Rigopiano, così le famiglie ricordano le 29 vittime
Rigopiano, così le famiglie ricordano le 29 vittime

Rigopiano (Pescara), 18 aprile 2020. Trentanove mesi dopo il dolore non si attenua ma si trasforma, diventa quello di tutti "per la perdita delle persone care colpite da questa devastante pandemia". Il comitato vittime di Rigopiano dedica il ricordo di un giorno tragico ai morti del Coronavirus.  Nei tempi drammatici che stiamo vivendo è ancora più difficile mantenere vivo il ricordo di quella strage, perché tutto è travolto. Era il 18 gennaio 2017 quando una slavina travolse l'hotel sul Gran Sasso e si portò via 29 vite.

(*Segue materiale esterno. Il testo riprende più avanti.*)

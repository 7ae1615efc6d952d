//! Pipeline counters.
//!
//! Every event is counted twice: in process-local atomics, so batch jobs can
//! print a summary, and through the `metrics` facade for whatever recorder
//! the host process installed.

use metrics::{counter, histogram};
use std::sync::atomic::{AtomicU64, Ordering};
use std::time::Duration;

use route_common::Artifact;

#[derive(Debug, Default)]
pub struct PipelineStats {
    renders: AtomicU64,
    render_failures: AtomicU64,
    cache_hits: AtomicU64,
    cache_misses: AtomicU64,
    blobs_written: AtomicU64,
}

/// Point-in-time copy of [`PipelineStats`].
#[derive(Debug, Clone, Copy, Default, PartialEq, Eq)]
pub struct StatsSnapshot {
    pub renders: u64,
    pub render_failures: u64,
    pub cache_hits: u64,
    pub cache_misses: u64,
    pub blobs_written: u64,
}

impl PipelineStats {
    pub fn record_render(&self, artifact: Artifact, elapsed: Duration, success: bool) {
        let label = artifact.discriminator();
        self.renders.fetch_add(1, Ordering::Relaxed);
        counter!("routemaps_render_total", "variant" => label).increment(1);
        histogram!("routemaps_render_duration_ms", "variant" => label)
            .record(elapsed.as_secs_f64() * 1000.0);

        if !success {
            self.render_failures.fetch_add(1, Ordering::Relaxed);
            counter!("routemaps_render_failures_total", "variant" => label).increment(1);
        }
    }

    pub fn record_cache_hit(&self, artifact: Artifact) {
        self.cache_hits.fetch_add(1, Ordering::Relaxed);
        counter!("routemaps_cache_hits_total", "variant" => artifact.discriminator()).increment(1);
    }

    pub fn record_cache_miss(&self, artifact: Artifact) {
        self.cache_misses.fetch_add(1, Ordering::Relaxed);
        counter!("routemaps_cache_misses_total", "variant" => artifact.discriminator())
            .increment(1);
    }

    pub fn record_blob_write(&self, bytes: usize) {
        self.blobs_written.fetch_add(1, Ordering::Relaxed);
        counter!("routemaps_blob_bytes_written_total").increment(bytes as u64);
    }

    pub fn snapshot(&self) -> StatsSnapshot {
        StatsSnapshot {
            renders: self.renders.load(Ordering::Relaxed),
            render_failures: self.render_failures.load(Ordering::Relaxed),
            cache_hits: self.cache_hits.load(Ordering::Relaxed),
            cache_misses: self.cache_misses.load(Ordering::Relaxed),
            blobs_written: self.blobs_written.load(Ordering::Relaxed),
        }
    }
}
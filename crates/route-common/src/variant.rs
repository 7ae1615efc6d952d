//! Render variants, cached artifacts and existence flags.

use serde::{Deserialize, Serialize};
use std::fmt;
use std::str::FromStr;

use crate::error::RouteError;

/// Which overlays the renderer draws on top of the raster.
#[derive(Debug, Clone, Copy, PartialEq, Eq, Hash, Serialize, Deserialize)]
#[serde(rename_all = "snake_case")]
pub enum RenderVariant {
    Blank,
    Header,
    Route,
    HeaderAndRoute,
}

impl RenderVariant {
    pub const ALL: [RenderVariant; 4] = [
        RenderVariant::Blank,
        RenderVariant::Header,
        RenderVariant::Route,
        RenderVariant::HeaderAndRoute,
    ];

    pub fn from_overlays(header: bool, route: bool) -> Self {
        match (header, route) {
            (false, false) => RenderVariant::Blank,
            (true, false) => RenderVariant::Header,
            (false, true) => RenderVariant::Route,
            (true, true) => RenderVariant::HeaderAndRoute,
        }
    }

    pub fn shows_header(&self) -> bool {
        matches!(self, RenderVariant::Header | RenderVariant::HeaderAndRoute)
    }

    pub fn shows_route(&self) -> bool {
        matches!(self, RenderVariant::Route | RenderVariant::HeaderAndRoute)
    }

    /// Flag argument understood by the renderer: "", "h", "r" or "hr".
    pub fn renderer_flag(&self) -> &'static str {
        match self {
            RenderVariant::Blank => "",
            RenderVariant::Header => "h",
            RenderVariant::Route => "r",
            RenderVariant::HeaderAndRoute => "hr",
        }
    }

    /// Stable name used in cache keys.
    pub fn discriminator(&self) -> &'static str {
        match self {
            RenderVariant::Blank => "blank",
            RenderVariant::Header => "header",
            RenderVariant::Route => "route",
            RenderVariant::HeaderAndRoute => "header_route",
        }
    }

    /// Suffix appended to the route's blob path.
    pub fn blob_suffix(&self) -> &'static str {
        match self {
            RenderVariant::Blank => "_blank",
            RenderVariant::Header => "_header",
            RenderVariant::Route => "_route",
            RenderVariant::HeaderAndRoute => "_header_route",
        }
    }
}

impl fmt::Display for RenderVariant {
    fn fmt(&self, f: &mut fmt::Formatter<'_>) -> fmt::Result {
        f.write_str(self.discriminator())
    }
}

impl FromStr for RenderVariant {
    type Err = RouteError;

    fn from_str(s: &str) -> Result<Self, Self::Err> {
        match s {
            "blank" | "" => Ok(RenderVariant::Blank),
            "header" | "h" => Ok(RenderVariant::Header),
            "route" | "r" => Ok(RenderVariant::Route),
            "header_route" | "hr" => Ok(RenderVariant::HeaderAndRoute),
            other => Err(RouteError::InvalidInput(format!(
                "unknown render variant: {}",
                other
            ))),
        }
    }
}

/// Anything the pipeline caches and persists for a route.
#[derive(Debug, Clone, Copy, PartialEq, Eq, Hash)]
pub enum Artifact {
    Variant(RenderVariant),
    Thumbnail,
}

impl Artifact {
    pub const ALL: [Artifact; 5] = [
        Artifact::Variant(RenderVariant::Blank),
        Artifact::Variant(RenderVariant::Header),
        Artifact::Variant(RenderVariant::Route),
        Artifact::Variant(RenderVariant::HeaderAndRoute),
        Artifact::Thumbnail,
    ];

    pub fn discriminator(&self) -> &'static str {
        match self {
            Artifact::Variant(v) => v.discriminator(),
            Artifact::Thumbnail => "thumbnail",
        }
    }
}

impl fmt::Display for Artifact {
    fn fmt(&self, f: &mut fmt::Formatter<'_>) -> fmt::Result {
        f.write_str(self.discriminator())
    }
}

impl From<RenderVariant> for Artifact {
    fn from(variant: RenderVariant) -> Self {
        Artifact::Variant(variant)
    }
}

/// Per-route record of which artifacts have been persisted to blob storage.
#[derive(Debug, Clone, Copy, Default, PartialEq, Eq, Serialize, Deserialize)]
pub struct ExistenceFlags {
    pub has_blank: bool,
    pub has_header: bool,
    pub has_route: bool,
    pub has_header_and_route: bool,
    pub has_thumbnail: bool,
}

impl ExistenceFlags {
    pub fn get(&self, artifact: Artifact) -> bool {
        match artifact {
            Artifact::Variant(RenderVariant::Blank) => self.has_blank,
            Artifact::Variant(RenderVariant::Header) => self.has_header,
            Artifact::Variant(RenderVariant::Route) => self.has_route,
            Artifact::Variant(RenderVariant::HeaderAndRoute) => self.has_header_and_route,
            Artifact::Thumbnail => self.has_thumbnail,
        }
    }

    pub fn set(&mut self, artifact: Artifact, present: bool) {
        let slot = match artifact {
            Artifact::Variant(RenderVariant::Blank) => &mut self.has_blank,
            Artifact::Variant(RenderVariant::Header) => &mut self.has_header,
            Artifact::Variant(RenderVariant::Route) => &mut self.has_route,
            Artifact::Variant(RenderVariant::HeaderAndRoute) => &mut self.has_header_and_route,
            Artifact::Thumbnail => &mut self.has_thumbnail,
        };
        *slot = present;
    }

    pub fn any(&self) -> bool {
        Artifact::ALL.iter().any(|a| self.get(*a))
    }
}

#[cfg(test)]
mod tests {
    use super::*;

    #[test]
    fn test_renderer_flags() {
        let flags: Vec<_> = RenderVariant::ALL.iter().map(|v| v.renderer_flag()).collect();
        assert_eq!(flags, vec!["", "h", "r", "hr"]);
    }

    #[test]
    fn test_from_overlays_matches_flags() {
        for variant in RenderVariant::ALL {
            let rebuilt = RenderVariant::from_overlays(variant.shows_header(), variant.shows_route());
            assert_eq!(rebuilt, variant);
        }
    }

    #[test]
    fn test_parse_variant() {
        assert_eq!("hr".parse::<RenderVariant>().unwrap(), RenderVariant::HeaderAndRoute);
        assert_eq!("header".parse::<RenderVariant>().unwrap(), RenderVariant::Header);
        assert!("x".parse::<RenderVariant>().is_err());
    }

    #[test]
    fn test_flags_set_and_get() {
        let mut flags = ExistenceFlags::default();
        assert!(!flags.any());

        flags.set(Artifact::Variant(RenderVariant::Route), true);
        flags.set(Artifact::Thumbnail, true);
        assert!(flags.has_route);
        assert!(flags.get(Artifact::Thumbnail));
        assert!(!flags.get(Artifact::Variant(RenderVariant::Header)));

        flags.set(Artifact::Thumbnail, false);
        assert!(!flags.has_thumbnail);
    }
}
//! Square preview thumbnails of raster maps.
//!
//! The thumbnail is the central 512x512 pixel region of the raster,
//! resampled onto 256x256 through a four-point perspective mapping. It
//! ignores the georeference entirely.

use image::{DynamicImage, Rgb, RgbImage, Rgba, RgbaImage};
use imageproc::geometric_transformations::{warp_into, Interpolation, Projection};
use tracing::{debug, instrument};

use route_common::{RouteError, RouteResult};

use crate::encode::{decode, encode_jpeg, flatten_onto_white, THUMBNAIL_JPEG_QUALITY};

/// Edge length of the generated thumbnail.
pub const THUMBNAIL_SIZE: u32 = 256;

/// Distance from the image center to each edge of the sampled region.
pub const CROP_HALF_EXTENT: u32 = 256;

/// Smallest raster edge that keeps the sampled region inside the image.
pub const MIN_SOURCE_EDGE: u32 = 2 * CROP_HALF_EXTENT;

/// Projection taking the central crop of a `width` x `height` image onto
/// the thumbnail square.
pub fn center_crop_projection(width: u32, height: u32) -> RouteResult<Projection> {
    let cx = width as f32 / 2.0;
    let cy = height as f32 / 2.0;
    let half = CROP_HALF_EXTENT as f32;
    let size = THUMBNAIL_SIZE as f32;

    let from = [
        (cx - half, cy - half),
        (cx + half, cy - half),
        (cx + half, cy + half),
        (cx - half, cy + half),
    ];
    let to = [(0.0, 0.0), (size, 0.0), (size, size), (0.0, size)];

    Projection::from_control_points(from, to)
        .ok_or_else(|| RouteError::Internal("degenerate thumbnail projection".to_string()))
}

fn check_dimensions(width: u32, height: u32) -> RouteResult<()> {
    if width < MIN_SOURCE_EDGE || height < MIN_SOURCE_EDGE {
        return Err(RouteError::InvalidInput(format!(
            "raster {}x{} is smaller than the {}x{} thumbnail source region",
            width, height, MIN_SOURCE_EDGE, MIN_SOURCE_EDGE
        )));
    }
    Ok(())
}

/// Crop and resample a decoded image into an opaque thumbnail.
pub fn thumbnail_image(img: &DynamicImage) -> RouteResult<RgbImage> {
    let (width, height) = (img.width(), img.height());
    check_dimensions(width, height)?;
    let projection = center_crop_projection(width, height)?;

    if img.color().has_alpha() {
        let source = img.to_rgba8();
        let mut out = RgbaImage::new(THUMBNAIL_SIZE, THUMBNAIL_SIZE);
        warp_into(
            &source,
            &projection,
            Interpolation::Bilinear,
            Rgba([255, 255, 255, 0]),
            &mut out,
        );
        Ok(flatten_onto_white(&DynamicImage::ImageRgba8(out)))
    } else {
        let source = img.to_rgb8();
        let mut out = RgbImage::new(THUMBNAIL_SIZE, THUMBNAIL_SIZE);
        warp_into(
            &source,
            &projection,
            Interpolation::Bilinear,
            Rgb([255, 255, 255]),
            &mut out,
        );
        Ok(out)
    }
}

/// Generate the JPEG thumbnail for encoded raster bytes.
#[instrument(skip(data), fields(size = data.len()))]
pub fn generate_thumbnail(data: &[u8]) -> RouteResult<Vec<u8>> {
    let img = decode(data)?;
    let thumb = thumbnail_image(&img)?;
    let jpeg = encode_jpeg(&thumb, THUMBNAIL_JPEG_QUALITY)?;
    debug!(source_width = img.width(), source_height = img.height(), out_size = jpeg.len(), "Generated thumbnail");
    Ok(jpeg)
}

Coppie di fidanzati o sposi sorpresi dalla morte mentre erano seduti nella hall, in attesa dei soccorsi. Lavoratori dell'hotel che si facevano in quattro per assistere gli ospiti e mettere a tacere quell'inqueitudine che con il passare delle ore si trasformava in ansia. Non sarebbe arrivato nessuno a liberarli da quella trappola.  "Anche noi - scrivono le famiglie in un volantino pubblicato su Facebook - portiamo questa enorme sofferenza che non ci ha permesso di abbracciare, salutare, stringere i nostri angeli negli ultimi istanti di vita. Speriamo e preghiamo che tutti insieme vivano negli orizzonti senza fine dove si è assorbiti dalla luce di Dio". 

 

Le 29 vittime di RigopianoLe parole sono scritte in calce a  cuore rosa che tiene insieme le foto delle 29 vittime. I papà  le mamme i figli e i fratelli di Rigopiano confidano che in questi mesi di serrata la cosa che è mancata di più è stata la visita al cimitero. Già, anche questo è diventato un privilegio. Oggi che è anche vietato piangere i morti accompagnandoli al camposanto.